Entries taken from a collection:
________________________________________

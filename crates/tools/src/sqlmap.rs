//! SQL-injection probing through the sqlmap REST API.
//!
//! [`SqlmapService`] owns the long-lived `sqlmapapi.py` child process.
//! It is started lazily by the first scan, reused across rounds, and
//! stopped explicitly by the session owner.

use async_trait::async_trait;
use scanpilot_config::ScannerConfig;
use scanpilot_core::{Arguments, Capability, CapabilityError, ParamKind, ParamSchema, typed_args};
use serde::Deserialize;
use serde_json::{Map, Value};
use std::path::{Path, PathBuf};
use std::process::Stdio;
use std::sync::Arc;
use std::time::Duration;
use tokio::process::{Child, Command};
use tokio::sync::Mutex;
use tracing::{debug, info, warn};

use crate::output::output_dir_for;

const STOP_GRACE: Duration = Duration::from_secs(5);
const READY_PROBE_INTERVAL: Duration = Duration::from_millis(250);
const RESULTS_FILE: &str = "sqlmap_output.json";

/// How to launch the API server when it is not already running.
#[derive(Debug, Clone)]
struct LaunchSpec {
    python: String,
    script: PathBuf,
    host: String,
    port: u16,
}

#[derive(Default)]
struct ServiceState {
    child: Option<Child>,
    ready: bool,
}

/// Handle to the sqlmap REST API.
pub struct SqlmapService {
    launch: Option<LaunchSpec>,
    base_url: String,
    startup_timeout: Duration,
    poll_interval: Duration,
    client: reqwest::Client,
    state: Mutex<ServiceState>,
}

impl SqlmapService {
    /// A service that spawns `sqlmapapi.py` on first use.
    pub fn from_config(config: &ScannerConfig) -> Result<Self, CapabilityError> {
        let launch = LaunchSpec {
            python: config.python.clone(),
            script: config.sqlmap_api_path.clone(),
            host: config.sqlmap_host.clone(),
            port: config.sqlmap_port,
        };
        Self::build(
            Some(launch),
            config.sqlmap_api_url(),
            Duration::from_secs(config.sqlmap_startup_timeout_secs),
            Duration::from_secs(config.sqlmap_poll_interval_secs),
        )
    }

    /// A service backed by an API server someone else manages.
    pub fn external(
        base_url: impl Into<String>,
        startup_timeout: Duration,
        poll_interval: Duration,
    ) -> Result<Self, CapabilityError> {
        Self::build(None, base_url.into(), startup_timeout, poll_interval)
    }

    fn build(
        launch: Option<LaunchSpec>,
        base_url: String,
        startup_timeout: Duration,
        poll_interval: Duration,
    ) -> Result<Self, CapabilityError> {
        let client = reqwest::Client::builder()
            .timeout(Duration::from_secs(30))
            .build()
            .map_err(|e| CapabilityError::Service(format!("HTTP client: {e}")))?;

        Ok(Self {
            launch,
            base_url: base_url.trim_end_matches('/').to_string(),
            startup_timeout,
            poll_interval,
            client,
            state: Mutex::new(ServiceState::default()),
        })
    }

    /// Start the API server, or reuse the one already running.
    ///
    /// Concurrent callers serialize on the state lock, so at most one
    /// child is ever spawned. A child that has exited is replaced.
    pub async fn ensure_started(&self) -> Result<(), CapabilityError> {
        let mut state = self.state.lock().await;

        if let Some(launch) = &self.launch {
            let alive = match state.child.as_mut() {
                Some(child) => child.try_wait()?.is_none(),
                None => false,
            };
            if alive && state.ready {
                return Ok(());
            }
            if !alive {
                if state.child.take().is_some() {
                    warn!("sqlmap API process exited, restarting");
                }
                state.ready = false;
                state.child = Some(self.spawn(launch)?);
            }
        } else if state.ready {
            return Ok(());
        }

        self.wait_until_ready(&mut state).await?;
        state.ready = true;
        Ok(())
    }

    fn spawn(&self, launch: &LaunchSpec) -> Result<Child, CapabilityError> {
        info!(host = %launch.host, port = launch.port, "Starting sqlmap API");
        Command::new(&launch.python)
            .arg(&launch.script)
            .args(["-s", "--host", launch.host.as_str()])
            .args(["--port".to_string(), launch.port.to_string()])
            .stdin(Stdio::null())
            .stdout(Stdio::null())
            .stderr(Stdio::null())
            .kill_on_drop(true)
            .spawn()
            .map_err(|e| CapabilityError::Spawn {
                program: launch.python.clone(),
                reason: e.to_string(),
            })
    }

    async fn wait_until_ready(&self, state: &mut ServiceState) -> Result<(), CapabilityError> {
        let deadline = tokio::time::Instant::now() + self.startup_timeout;
        let url = format!("{}/version", self.base_url);

        loop {
            if let Ok(response) = self.client.get(&url).send().await {
                if response.status().is_success() {
                    debug!(url = %self.base_url, "sqlmap API ready");
                    return Ok(());
                }
            }

            if let Some(child) = state.child.as_mut() {
                if let Some(status) = child.try_wait()? {
                    state.child = None;
                    return Err(CapabilityError::Service(format!(
                        "sqlmap API exited during startup ({status})"
                    )));
                }
            }

            if tokio::time::Instant::now() >= deadline {
                return Err(CapabilityError::Timeout {
                    timeout_secs: self.startup_timeout.as_secs(),
                });
            }
            tokio::time::sleep(READY_PROBE_INTERVAL).await;
        }
    }

    /// Terminate the child process, if this service launched one.
    ///
    /// Sends SIGTERM and waits a short grace period before killing.
    pub async fn stop(&self) {
        let mut state = self.state.lock().await;
        state.ready = false;

        let Some(mut child) = state.child.take() else {
            debug!("sqlmap API not running");
            return;
        };

        match child.try_wait() {
            Ok(Some(status)) => {
                debug!(%status, "sqlmap API already exited");
                return;
            }
            Ok(None) => {}
            Err(e) => warn!(error = %e, "Could not query sqlmap API process"),
        }

        if let Some(pid) = child.id() {
            let term = Command::new("kill")
                .arg(pid.to_string())
                .stdout(Stdio::null())
                .stderr(Stdio::null())
                .status()
                .await;
            if let Err(e) = term {
                warn!(error = %e, "Failed to signal sqlmap API");
            }
        }

        match tokio::time::timeout(STOP_GRACE, child.wait()).await {
            Ok(_) => info!("sqlmap API stopped"),
            Err(_) => {
                warn!("sqlmap API ignored SIGTERM, killing");
                if let Err(e) = child.kill().await {
                    warn!(error = %e, "Failed to kill sqlmap API");
                }
            }
        }
    }

    /// Run one scan task and return sqlmap's `data` entries.
    ///
    /// The task is deleted afterwards whether or not the scan succeeded.
    pub async fn scan(
        &self,
        target_url: &str,
        data: Option<&str>,
        options: Option<Map<String, Value>>,
    ) -> Result<Vec<Value>, CapabilityError> {
        self.ensure_started().await?;

        let task: NewTask = self.get_json(&format!("{}/task/new", self.base_url)).await?;
        let task_id = task
            .taskid
            .filter(|id| !id.is_empty())
            .ok_or_else(|| CapabilityError::Service("sqlmap API returned no task id".into()))?;
        debug!(task = %task_id, "Created sqlmap task");

        let result = self.run_task(&task_id, target_url, data, options).await;

        let delete_url = format!("{}/task/{task_id}/delete", self.base_url);
        if let Err(e) = self.client.get(&delete_url).send().await {
            warn!(task = %task_id, error = %e, "Failed to delete sqlmap task");
        }

        result
    }

    async fn run_task(
        &self,
        task_id: &str,
        target_url: &str,
        data: Option<&str>,
        options: Option<Map<String, Value>>,
    ) -> Result<Vec<Value>, CapabilityError> {
        let mut body = options.unwrap_or_default();
        body.insert("url".into(), Value::String(target_url.to_string()));
        if let Some(data) = data {
            body.insert("data".into(), Value::String(data.to_string()));
        }

        let started: Started = self
            .client
            .post(format!("{}/scan/{task_id}/start", self.base_url))
            .json(&body)
            .send()
            .await
            .and_then(reqwest::Response::error_for_status)
            .map_err(service_error)?
            .json()
            .await
            .map_err(service_error)?;
        if !started.success {
            return Err(CapabilityError::Service(format!(
                "sqlmap refused to start task {task_id}"
            )));
        }
        info!(task = %task_id, url = %target_url, "sqlmap scan started");

        let status_url = format!("{}/scan/{task_id}/status", self.base_url);
        loop {
            tokio::time::sleep(self.poll_interval).await;
            let status: Status = self.get_json(&status_url).await?;
            if status.status.as_deref() == Some("terminated") {
                break;
            }
            debug!(task = %task_id, status = ?status.status, "sqlmap scan running");
        }

        let results: ScanData = self
            .get_json(&format!("{}/scan/{task_id}/data", self.base_url))
            .await?;
        Ok(results.data)
    }

    async fn get_json<T: serde::de::DeserializeOwned>(&self, url: &str) -> Result<T, CapabilityError> {
        self.client
            .get(url)
            .send()
            .await
            .and_then(reqwest::Response::error_for_status)
            .map_err(service_error)?
            .json()
            .await
            .map_err(service_error)
    }
}

fn service_error(e: reqwest::Error) -> CapabilityError {
    CapabilityError::Service(format!("sqlmap API: {e}"))
}

#[derive(Deserialize)]
struct NewTask {
    taskid: Option<String>,
}

#[derive(Deserialize)]
struct Started {
    #[serde(default)]
    success: bool,
}

#[derive(Deserialize)]
struct Status {
    status: Option<String>,
}

#[derive(Deserialize)]
struct ScanData {
    #[serde(default)]
    data: Vec<Value>,
}

#[derive(Deserialize)]
struct SqlInjectionArgs {
    target_url: String,
    data: Option<String>,
    options: Option<Map<String, Value>>,
}

/// `scan_sql_injection`: probe a URL with sqlmap.
pub struct SqlInjectionCapability {
    service: Arc<SqlmapService>,
    output_root: PathBuf,
    // Parallel calls may target the same host file.
    append_lock: Mutex<()>,
}

impl SqlInjectionCapability {
    pub fn new(service: Arc<SqlmapService>, output_root: impl Into<PathBuf>) -> Self {
        Self {
            service,
            output_root: output_root.into(),
            append_lock: Mutex::new(()),
        }
    }

    /// Append one batch of findings to the host's results file.
    async fn append_results(&self, dir: &Path, batch: &[Value]) -> Result<(), CapabilityError> {
        let _guard = self.append_lock.lock().await;
        let path = dir.join(RESULTS_FILE);

        let mut batches: Vec<Value> = match tokio::fs::read_to_string(&path).await {
            Ok(text) if !text.trim().is_empty() => serde_json::from_str(&text).unwrap_or_else(|e| {
                warn!(path = %path.display(), error = %e, "Existing sqlmap results unreadable, starting over");
                Vec::new()
            }),
            _ => Vec::new(),
        };
        batches.push(Value::Array(batch.to_vec()));

        let text = serde_json::to_string_pretty(&batches)
            .map_err(|e| CapabilityError::Output(e.to_string()))?;
        tokio::fs::write(&path, text).await?;
        Ok(())
    }
}

#[async_trait]
impl Capability for SqlInjectionCapability {
    fn name(&self) -> &str {
        "scan_sql_injection"
    }

    fn description(&self) -> &str {
        "Scan a URL for SQL injection vulnerabilities with sqlmap. \
         Supply POST data to test a POST request."
    }

    fn schema(&self) -> ParamSchema {
        ParamSchema::new()
            .required(
                "target_url",
                ParamKind::String,
                "The URL to test, e.g. 'http://example.com/product.php?id=1'",
            )
            .optional(
                "data",
                ParamKind::String,
                "POST body, e.g. 'username=admin&password=123'. Enables a POST injection test",
            )
            .optional(
                "options",
                ParamKind::Object,
                "sqlmap options, e.g. {\"level\": 1, \"risk\": 1, \"batch\": true}",
            )
    }

    async fn invoke(&self, arguments: Arguments) -> Result<Value, CapabilityError> {
        let args: SqlInjectionArgs = typed_args(arguments)?;
        let dir = output_dir_for(&self.output_root, &args.target_url).await?;

        let findings = self
            .service
            .scan(&args.target_url, args.data.as_deref(), args.options)
            .await?;

        if !findings.is_empty() {
            self.append_results(&dir, &findings).await?;
        }
        Ok(Value::Array(findings))
    }
}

________________________________________

Action item >>
Begin with the line that contains "body, e.g. 'username=admin&password=123'." and set down each line exactly until the records above end, including the final line.

Your solution >>
                "POST body, e.g. 'username=admin&password=123'. Enables a POST injection test",
            )
            .optional(
                "options",
                ParamKind::Object,
                "sqlmap options, e.g. {\"level\": 1, \"risk\": 1, \"batch\": true}",
            )
    }

    async fn invoke(&self, arguments: Arguments) -> Result<Value, CapabilityError> {
        let args: SqlInjectionArgs = typed_args(arguments)?;
        let dir = output_dir_for(&self.output_root, &args.target_url).await?;

        let findings = self
            .service
            .scan(&args.target_url, args.data.as_deref(), args.options)
            .await?;

        if !findings.is_empty() {
            self.append_results(&dir, &findings).await?;
        }
        Ok(Value::Array(findings))
    }
}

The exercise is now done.